Secondo me qualcuno ha fatto confusione e ha "assemblato" le due espressioni:
- Scoprire l'acqua calda / fare la scoperta dell'acqua calda = non scoprire niente di nuovo, dire qualcosa di già risaputo
e
- essere come l'acqua fresca = essere qualcosa che non ha nessun effetto, che passa senza lasciare il segno


----------



## Mazer

Per me amici, questa espressione può avere doppio senso. Dipende di chi parla , come parla e il contesto in cui è utilizzata. Può significare veramente una scoperta importante che è lodata oppure una ironia per essere una roba da nulla.




Ossequi


----------



## arirossa

Mazer said:


> Per me amici, questa espressione può avere doppio senso. Dipende di chi parla , come parla e il contesto in cui è utilizzata. Può significare veramente una scoperta importante che è lodata oppure una ironia per essere una roba da nulla.
> Ossequi


Probabilmente per te, ma per la stragrande maggioranza delle persone che parlano italiano, il significato è assolutamente univoco, ed è quello di scoprire una cosa che sanno già tutti...


----------



## njnye

arirossa said:


> Probabilmente per te, ma per la stragrande maggioranza delle persone che parlano italiano, il significato è assolutamente univoco, ed è quello di scoprire una cosa che sanno già tutti...
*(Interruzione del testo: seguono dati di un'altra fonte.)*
//! Scenebake compiles time-aligned lyric metadata into a frame-indexed animation timeline.
//!
//! The input is a [`Payload`]: lyric lines, optional word timing, a beat grid and a layered
//! cinematic direction. The output is a [`Timeline`] of self-sufficient [`Keyframe`]s at a fixed
//! step, which a renderer plays back without further interpretation.
//!
//! - Load a [`Payload`] (usually from JSON)
//! - Pick a [`BakeConfig`]
//! - Call [`bake`], [`bake_with`] or drive a [`ChunkedBake`]
//!
//! Baking is deterministic: the same payload and config always produce the same timeline, and the
//! chunked driver agrees exactly with the synchronous one.
#![forbid(unsafe_code)]

mod foundation;

pub(crate) mod animation;
pub(crate) mod bake;
pub(crate) mod beat;
pub(crate) mod direction;
pub(crate) mod layout;
pub(crate) mod payload;
pub(crate) mod scene;
pub(crate) mod style;
pub(crate) mod words;

pub use crate::foundation::core::{Canvas, Fps, Point, Rect, Vec2};
pub use crate::foundation::error::{BakeError, BakeResult};

pub use crate::animation::behavior::{BehaviorStyle, eval_behavior};
pub use crate::animation::ease::Ease;
pub use crate::animation::entry::{EntryStyle, eval_entry};
pub use crate::animation::exit::{ExitStyle, eval_exit};
pub use crate::animation::state::{AnimState, CurveCtx, compose};
pub use crate::bake::baker::{BakeStep, ChunkedBake, bake, bake_chunked, bake_with};
pub use crate::bake::config::BakeConfig;
pub use crate::bake::fingerprint::{TimelineFingerprint, fingerprint_timeline};
pub use crate::bake::frame::{BakeState, bake_frame};
pub use crate::bake::prebake::{PrebakedData, WordPlan};
pub use crate::bake::timeline::{ChunkState, GhostEcho, Keyframe, LetterState, Timeline};
pub use crate::beat::cursor::{BeatCursor, BeatTrack};
pub use crate::beat::spring::{GLOW_TICKS, GlowBudget, Spring};
pub use crate::direction::resolver::{ResolvedPalette, ResolvedStyle, StyleResolver};
pub use crate::layout::measure::{GlyphWidthEstimator, ParleyMeasurer, TextMeasure};
pub use crate::layout::solver::{GroupLayout, LayoutKey, LayoutParams, WordPlacement};
pub use crate::payload::model::{
    BeatGrid, Chapter, CinematicDirection, LyricLine, Payload, SongDefaults, StoryboardBeat,
    StyleOverrides, TensionPoint, WordDirective, WordTiming,
};
pub use crate::scene::atmosphere::Particle;
pub use crate::scene::camera::CameraState;
pub use crate::style::lexicon::normalize_word;
pub use crate::style::tables::{MotionProfile, MotionProfileKind, TextureParams, Typography};
pub use crate::words::meta::{ResolvedDirective, WordMetaEntry, build_word_meta};
pub use crate::words::phrase::{MAX_GROUP_WORDS, MIN_GROUP_SECS, PhraseGroup, build_phrase_groups};
use super::*;
use crate::payload::model::{CinematicDirection, LyricLine, WordTiming};
use crate::words::meta::build_word_meta;

fn meta_for(lines: &[(&str, f64, f64)], words: &[(&str, f64, f64)]) -> Vec<WordMetaEntry> {
    let lines: Vec<_> = lines
        .iter()
        .map(|&(t, s, e)| LyricLine {
            text: t.into(),
            start: s,
            end: e,
        })
        .collect();
    let words: Vec<_> = words
        .iter()
        .map(|&(w, s, e)| WordTiming {
            word: w.into(),
            start: s,
            end: e,
        })
        .collect();
    build_word_meta(&lines, &words, &CinematicDirection::default())
}

fn assert_invariants(meta: &[WordMetaEntry], groups: &[PhraseGroup]) {
    let mut seen: Vec<usize> = groups.iter().flat_map(|g| g.words.iter().copied()).collect();
    seen.sort_unstable();
    assert_eq!(seen, (0..meta.len()).collect::<Vec<_>>(), "groups partition words");

    for g in groups {
        assert!(!g.words.is_empty());
        assert!(g.words.len() <= MAX_GROUP_WORDS);
        assert!(g.anchor < g.words.len());
        assert!(g.duration() >= MIN_GROUP_SECS - 1e-12);
        assert!(g.words.windows(2).all(|w| w[0] + 1 == w[1]));
        assert!(g.words.iter().all(|&w| meta[w].line == g.line));
    }
    for pair in groups.windows(2) {
        let (a, b) = (&pair[0], &pair[1]);
        if a.line == b.line {
            assert_eq!(a.index_in_line + 1, b.index_in_line);
            let a_last = meta[a.words[a.words.len() - 1]].end;
            assert!(a_last <= meta[b.words[0]].start + 1e-12, "word spans do not overlap");
        }
        assert_eq!(a.sequence + 1, b.sequence);
    }
}

#[test]
fn flushes_on_punctuation_and_size() {
    let meta = meta_for(
        &[("...", 0.0, 10.0)],
        &[
            ("hold", 0.0, 0.3),
            ("on,", 0.3, 0.6),
            ("one", 1.0, 1.2),
            ("two", 1.2, 1.4),
            ("three", 1.4, 1.6),
            ("four", 1.6, 1.8),
            ("five", 1.8, 2.0),
            ("six", 2.0, 2.5),
        ],
    );
    let groups = build_phrase_groups(&meta);
    let sizes: Vec<_> = groups.iter().map(|g| g.words.len()).collect();
    assert_eq!(sizes, vec![2, 5, 1]);
    assert_invariants(&meta, &groups);
}

#[test]
fn short_groups_merge_forward_and_clamp() {
    let meta = meta_for(
        &[("...", 0.0, 4.0)],
        &[("oh,", 0.0, 0.1), ("no.", 0.1, 0.2), ("run", 0.2, 0.3)],
    );
    let groups = build_phrase_groups(&meta);
    assert_eq!(groups.len(), 1);
    assert_eq!(groups[0].words.len(), 3);
    assert!((groups[0].end - 0.4).abs() < 1e-12);
    assert_invariants(&meta, &groups);
}

#[test]
fn we_rise_up_is_one_group_anchored_on_rise() {
    let meta = meta_for(
        &[("we rise up", 0.0, 2.0)],
        &[("we", 0.0, 0.4), ("rise", 0.41, 0.9), ("up", 0.91, 1.2)],
    );
    let groups = build_phrase_groups(&meta);
    assert_eq!(groups.len(), 1);
    assert_eq!(meta[groups[0].anchor_word()].key, "rise");
    assert_invariants(&meta, &groups);
}

#[test]
fn anchor_ties_go_to_the_earliest_word() {
    let meta = meta_for(&[("...", 0.0, 2.0)], &[("home", 0.0, 0.5), ("road", 0.5, 1.0)]);
    assert_eq!(anchor_score(&meta[0]), anchor_score(&meta[1]));
    let groups = build_phrase_groups(&meta);
    assert_eq!(groups[0].anchor, 0);
}

#[test]
fn groups_never_span_lines() {
    let meta = meta_for(
        &[("a b", 0.0, 1.0), ("c d", 1.0, 2.0)],
        &[("a", 0.0, 0.3), ("b", 0.3, 0.6), ("c", 1.0, 1.2), ("d", 1.2, 1.5)],
    );
    let groups = build_phrase_groups(&meta);
    assert_eq!(groups.len(), 2);
    assert_invariants(&meta, &groups);
}

#[test]
fn anchor_scoring_weights() {
    let meta = meta_for(
        &[("...", 0.0, 5.0)],
        &[("the", 0.0, 0.2), ("fire", 0.2, 0.4), ("higher", 0.4, 0.6)],
    );
    assert_eq!(anchor_score(&meta[0]), 2 - 5);
    assert_eq!(anchor_score(&meta[1]), 3 * 2 + 6);
    assert_eq!(anchor_score(&meta[2]), 2 + 4 + 2);
}
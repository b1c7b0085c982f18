use super::*;

#[test]
fn minimal_json_uses_defaults() {
    let p = Payload::from_json_str(r#"{ "lines": [{ "text": "hi", "start": 0.0, "end": 1.0 }] }"#)
        .unwrap();
    assert_eq!(p.lines.len(), 1);
    assert!(p.words.is_empty());
    assert!(p.cinematic_direction.is_none());
    assert_eq!(p.beat_grid.bpm, 0.0);
}

#[test]
fn camel_case_fields_decode() {
    let json = r##"{
        "lines": [],
        "beatGrid": { "bpm": 120, "beats": [0, 0.5] },
        "songStart": 1.0,
        "songEnd": 4.0,
        "cinematicDirection": {
            "defaults": { "heat": 0.6, "beatResponse": "pulse", "typography": "bold-impact" },
            "chapters": [{ "startRatio": 0, "endRatio": 1, "overrides": { "shot": "close" } }],
            "wordDirectives": { "fire": { "metaphor": "fire", "ghostTrail": true, "emphasis": 4 } },
            "storyboard": [{ "lineIndex": 0, "heroWord": "rise" }],
            "tensionCurve": [{ "ratio": 0.5, "tension": 0.9 }]
        }
    }"##;
    let p = Payload::from_json_str(json).unwrap();
    assert_eq!(p.beat_grid.beats, vec![0.0, 0.5]);
    let d = p.cinematic_direction.unwrap();
    assert_eq!(d.defaults.heat, Some(0.6));
    assert_eq!(d.defaults.style.typography.as_deref(), Some("bold-impact"));
    assert_eq!(d.chapters[0].overrides.shot.as_deref(), Some("close"));
    let fire = &d.word_directives["fire"];
    assert!(fire.ghost_trail);
    assert_eq!(fire.emphasis, Some(4));
    assert_eq!(d.storyboard[0].hero_word.as_deref(), Some("rise"));
    assert_eq!(d.tension_curve[0].tension, 0.9);
}

#[test]
fn invalid_json_is_serde_error() {
    let err = Payload::from_json_slice(b"{ not json").unwrap_err();
    assert!(err.to_string().contains("serialization error"));
}

#[test]
fn explicit_bounds_win() {
    let p = Payload {
        song_start: 2.0,
        song_end: 5.0,
        ..Payload::default()
    };
    assert_eq!(p.bounds(), (2.0, 5.0));
}

#[test]
fn bounds_derive_from_timing_when_missing() {
    let p = Payload {
        lines: vec![LyricLine {
            text: "a b".to_string(),
            start: 0.5,
            end: 2.0,
        }],
        words: vec![WordTiming {
            word: "b".to_string(),
            start: 1.0,
            end: 2.5,
        }],
        ..Payload::default()
    };
    assert_eq!(p.bounds(), (0.0, 3.5));
}

#[test]
fn empty_payload_has_empty_bounds() {
    assert_eq!(Payload::default().bounds(), (0.0, 0.0));
}
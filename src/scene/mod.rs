//! Camera motion and ambient particles.

pub(crate) mod atmosphere;
pub(crate) mod camera;
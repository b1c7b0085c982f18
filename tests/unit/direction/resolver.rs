use super::*;
use crate::payload::model::StyleOverrides;

fn defaults(heat: Option<f64>, response: Option<&str>, style: StyleOverrides) -> SongDefaults {
    SongDefaults {
        heat,
        beat_response: response.map(str::to_string),
        style,
    }
}

#[test]
fn first_defined_respects_priority() {
    assert_eq!(first_defined([None, Some(2), Some(3)], 9), 2);
    assert_eq!(first_defined([Some(1), Some(2)], 9), 1);
    assert_eq!(first_defined([None::<i32>, None], 9), 9);
}

#[test]
fn unknown_tags_fall_through_to_the_next_layer() {
    let got = resolve_tag(
        "shot",
        &[Some("dutch-angle"), Some("close"), None],
        |t| tables::find(&SHOTS, t),
        &SHOTS[DEFAULT_SHOT],
    );
    assert_eq!(got.tag, "close");

    let got = resolve_tag(
        "shot",
        &[Some("dutch-angle"), None],
        |t| tables::find(&SHOTS, t),
        &SHOTS[DEFAULT_SHOT],
    );
    assert_eq!(got.tag, "medium");
}

#[test]
fn song_style_defaults_when_direction_is_empty() {
    let d = SongDefaults::default();
    let style = StyleResolver::new(&d, &[]).song();
    assert_eq!(style.motion, MotionProfileKind::Fluid);
    assert_eq!(style.typography.tag, "clean-modern");
    assert_eq!(style.palette.background, PALETTES[DEFAULT_PALETTE].background);
    assert_eq!(style.atmosphere.tag, "dust");
    assert_eq!(style.texture.tag, "clean");
    assert_eq!(style.shot.tag, "medium");
    assert!(style.entry.is_none() && style.behavior.is_none() && style.exit.is_none());
}

#[test]
fn chapter_overrides_win_over_song_defaults() {
    let d = defaults(
        Some(0.1),
        Some("pulse"),
        StyleOverrides {
            typography: Some("elegant-serif".into()),
            texture: Some("film".into()),
            ..Default::default()
        },
    );
    let chapter = Chapter {
        start_ratio: 0.0,
        end_ratio: 1.0,
        overrides: StyleOverrides {
            motion: Some("glitch".into()),
            typography: Some("mono-glitch".into()),
            texture: Some("not-a-texture".into()),
            entry: Some("Cut-In".into()),
            ..Default::default()
        },
        ..Default::default()
    };
    let r = StyleResolver::new(&d, &[]);
    assert_eq!(r.song().motion, MotionProfileKind::Drift);

    let style = r.chapter(&chapter);
    assert_eq!(style.motion, MotionProfileKind::Glitch);
    assert_eq!(style.typography.tag, "mono-glitch");
    assert_eq!(style.texture.tag, "film");
    assert_eq!(style.entry, Some(EntryStyle::CutIn));
}

#[test]
fn named_palette_beats_payload_palette() {
    let payload_palette = vec!["#000000".to_string(), "#FAFAFA".to_string()];
    let d = SongDefaults::default();
    let style = StyleResolver::new(&d, &payload_palette).song();
    assert_eq!(style.palette.background, "#000000");
    assert_eq!(style.palette.text, "#FAFAFA");
    assert_eq!(style.palette.accent, PALETTES[DEFAULT_PALETTE].accent);

    let d = defaults(
        None,
        None,
        StyleOverrides {
            palette: Some("ember".into()),
            ..Default::default()
        },
    );
    let style = StyleResolver::new(&d, &payload_palette).song();
    assert_eq!(style.palette.text, tables::find(&PALETTES, "ember").map(|p| p.text).unwrap());
}

#[test]
fn malformed_payload_colors_are_replaced() {
    let payload_palette = vec!["navy".to_string(), "#12345".to_string(), "#abc".to_string()];
    let d = SongDefaults::default();
    let p = StyleResolver::new(&d, &payload_palette).song().palette;
    let base = &PALETTES[DEFAULT_PALETTE];
    assert_eq!(p.background, base.background);
    assert_eq!(p.text, base.text);
    assert_eq!(p.accent, "#abc");
}

#[test]
fn hex_color_shapes() {
    assert!(is_hex_color("#fff"));
    assert!(is_hex_color("#FF6A2B"));
    assert!(is_hex_color("#FF6A2B80"));
    assert!(!is_hex_color("FF6A2B"));
    assert!(!is_hex_color("#GG0000"));
}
Ma parli della scoperta dell'acqua fresca? Io non l'ho mai sentito! Sinceramente mi fa pensare all'individuazione di una qualche sorgente in qualche posto sperduto. No, davvero non l'ho mai sentita... Ma qualcuno sa dirmi che vuol dire? In che zone d'Italia si usa?


----------



## MünchnerFax

Secondo me è semplicemente una locuzione coniata ad hoc dall'autore per sottolineare l'invenzione più inutile tra le inutili. Fosse almeno calda, l'acqua... Ma addirittura fresca! 

Naturalmente lo standard è _scoprire l'acqua calda._


----------



## Necsus

Concordo con Rocamadour: da quanto mi risulta la scoperta è generalmente associata all'acqua calda, mentre quella fresca è sinonimo di mancanza di caratteristiche o effetti marcati (è come bere acqua fresca)...


----------



## valy822

Mai sentito _hai scoperto l'acqua fresca_.
Qui ho sentito invece sia _hai scoperto l'acqua calda_ oppure _hai fatto la scoperta dell'America.._da voi la seconda espressione non si usa? Sono curiosa..


----------



## arirossa

njnye said:


> Ma parli della scoperta dell'acqua fresca? Io non l'ho mai sentito! Sinceramente mi fa pensare all'individuazione di una qualche sorgente in qualche posto sperduto. No, davvero non l'ho mai sentita... Ma qualcuno sa dirmi che vuol dire? In che zone d'Italia si usa?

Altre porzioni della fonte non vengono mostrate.